Letang, who turns 29 on April 24, is one of Pittsburgh’s biggest stars. He is, in Brassard’s words, “the key to that team.” Even when he is not 100% healthy, the Penguins are a different team. The righthanded Montreal native is one of the most awe-inspiring combinations of silky-smooth movement, strong skating and nasty competitive bites in the entire NHL.
Brassard, a fellow Quebec product out of Hull, played alongside Letang to help Team Canada earn a silver medal at the 2005 IIHF U-18 World Championship.
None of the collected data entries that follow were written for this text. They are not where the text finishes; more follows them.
//! Processing stages run by the demo.
//!
//! Each stage takes the geometry set by value or `&mut` and goes through the
//! public attribute API the way a procedural node would.

use std::sync::Arc;

use anyhow::{Context, Result};
use geometry_attribute::{AttributeDomain, AttributeType, AttributeValue};
use geometry_math::{Bounds, InstanceTransform, Vec3};
use geometry_set::{
    GeometryComponent, GeometryComponentKind, GeometryOwnership, GeometrySet, InstancesComponent,
    MeshComponent, Object, PointCloud, primitives,
};
use serde::Serialize;
use tracing::{debug, info};

use crate::config::DemoConfig;

/// Vertex group holding how strongly each vertex is displaced.
pub const HEIGHT_GROUP: &str = "height";

/// Custom point attribute written by [`scatter_points`].
pub const DENSITY: &str = "density";

/// A grid mesh with a [`HEIGHT_GROUP`] vertex group that falls off from the
/// centre.
///
/// # Errors
///
/// Fails if the grid could not be weighted.
pub fn build_input(config: &DemoConfig) -> Result<GeometrySet> {
    let mut builder =
        primitives::grid_builder(config.size, config.size, config.resolution, config.resolution);
    let group = builder.vertex_group(HEIGHT_GROUP);
    let half = (config.size * 0.5).max(f32::EPSILON);
    let weights: Vec<f32> = builder
        .positions()
        .iter()
        .map(|position| (1.0 - position.truncate().length() / half).max(0.0))
        .collect();
    for (index, weight) in weights.iter().enumerate() {
        if *weight > 0.0 {
            builder.assign_to_group(index as u32, group, *weight)?;
        }
    }
    let mut set = GeometrySet::new();
    set.add(GeometryComponent::Mesh(MeshComponent::from_builder(builder)));
    info!(
        vertices = weights.len(),
        resolution = config.resolution,
        "built input grid"
    );
    Ok(set)
}

/// Raise vertices along Z by their [`HEIGHT_GROUP`] weight.
///
/// # Errors
///
/// Fails if the set has no mesh.
pub fn displace(set: &mut GeometrySet, amount: f32) -> Result<()> {
    if !set.has_mesh() {
        anyhow::bail!("displace needs a mesh");
    }
    let component = set.get_component_for_write(GeometryComponentKind::Mesh);
    let weights = component
        .attribute_get_typed_for_read(HEIGHT_GROUP, AttributeDomain::Point, 0.0_f32)
        .to_vec();
    let mut positions = component
        .attribute_try_get_for_write("position")
        .context("mesh has no writable position attribute")?;
    for (index, weight) in weights.into_iter().enumerate() {
        let AttributeValue::Float3(position) = positions.get(index) else {
            continue;
        };
        positions.set(index, AttributeValue::Float3(position + Vec3::Z * weight * amount));
    }
    debug!(amount, "displaced mesh");
    Ok(())
}

/// Put one point at the centre of every face and store how upright the face
/// is in the [`DENSITY`] attribute.
///
/// # Errors
///
/// Fails if the set has no mesh.
pub fn scatter_points(set: &mut GeometrySet, radius: f32) -> Result<()> {
    let mesh = set
        .get_component_for_read(GeometryComponentKind::Mesh)
        .context("scatter needs a mesh")?;
    let centers = mesh
        .attribute_try_get_for_read_on("position", AttributeDomain::Face)
        .and_then(|attribute| attribute.typed::<Vec3>())
        .context("face positions unavailable")?
        .to_vec();
    let uprightness = mesh
        .attribute_get_typed_for_read("normal", AttributeDomain::Face, Vec3::Z)
        .iter()
        .map(|normal| normal.z.abs())
        .collect::<Vec<_>>();

    set.replace_pointcloud(
        PointCloud::from_positions(centers, radius),
        GeometryOwnership::Owned,
    );
    let points = set.get_component_for_write(GeometryComponentKind::PointCloud);
    let mut density = points
        .attribute_try_ensure_for_write(DENSITY, AttributeDomain::Point, AttributeType::Float)
        .context("point cloud rejected the density attribute")?;
    for (index, value) in uprightness.into_iter().enumerate() {
        density.set(index, AttributeValue::Float(value));
    }
    info!(points = density.len(), "scattered points");
    Ok(())
}

/// Place an instance of `object` on each of the first `max` points, scaled
/// by the point radius.
pub fn instance_on_points(set: &mut GeometrySet, object: &Arc<Object>, max: usize) {
    let transforms: Vec<InstanceTransform> = set
        .get_pointcloud_for_read()
        .map(|cloud| {
            cloud
                .positions()
                .iter()
                .zip(cloud.radii())
                .take(max)
                .map(|(&position, &radius)| {
                    InstanceTransform::from_position(position).scaled(radius * 2.0)
                })
                .collect()
        })
        .unwrap_or_default();
    let instances = set.component_for_write::<InstancesComponent>();
    for (id, transform) in transforms.into_iter().enumerate() {
        instances.add_instance_with_id(object.clone(), transform, id as i32);
    }
    info!(
        instances = instances.instances_amount(),
        object = object.name(),
        "instanced object on points"
    );
}

/// What the demo prints at the end.
#[derive(Debug, Serialize)]
pub struct Summary {
    pub components: String,
    pub vertices: usize,
    pub faces: usize,
    pub points: usize,
    pub instances: usize,
    pub mesh_attributes: Vec<String>,
    pub point_attributes: Vec<String>,
    pub bounds: Option<Bounds>,
    pub input_unchanged: bool,
}

/// Summarise `set`. `input_unchanged` reports whether the input set kept
/// its original component after the stages wrote to their copy.
#[must_use]
pub fn summarize(set: &GeometrySet, input_unchanged: bool) -> Summary {
    let sorted_names = |kind| {
        let mut names: Vec<String> = set
            .get_component_for_read(kind)
            .map(|component| component.attribute_names().into_iter().collect())
            .unwrap_or_default();
        names.sort();
        names
    };
    Summary {
        components: set.to_string(),
        vertices: set.get_mesh_for_read().map_or(0, |mesh| mesh.vertex_count()),
        faces: set.get_mesh_for_read().map_or(0, |mesh| mesh.face_count()),
        points: set.get_pointcloud_for_read().map_or(0, PointCloud::len),
        instances: set
            .component_for_read::<InstancesComponent>()
            .map_or(0, InstancesComponent::instances_amount),
        mesh_attributes: sorted_names(GeometryComponentKind::Mesh),
        point_attributes: sorted_names(GeometryComponentKind::PointCloud),
        bounds: set.compute_boundbox_without_instances(),
        input_unchanged,
    }
}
He listed all of the Penguins players from Sidney Crosby to Phil Kessel to Carl Hagelin, discussing the Pens’ speed.
“But the key for us is Letang,” Brassard said, citing the defenseman’s huge contributions at both ends of the ice often in 30-plus minutes of ice time a night. “We have to try to finish him as much as we can.”
At a certain point, though, the Rangers didn’t want to hear about how difficult it will be to beat the Penguins.
“We know they’re good. We don’t need to think more than that,” Lundqvist said. “I think it’s important we focus on ourselves and what we need to do. It doesn’t matter what other people think.”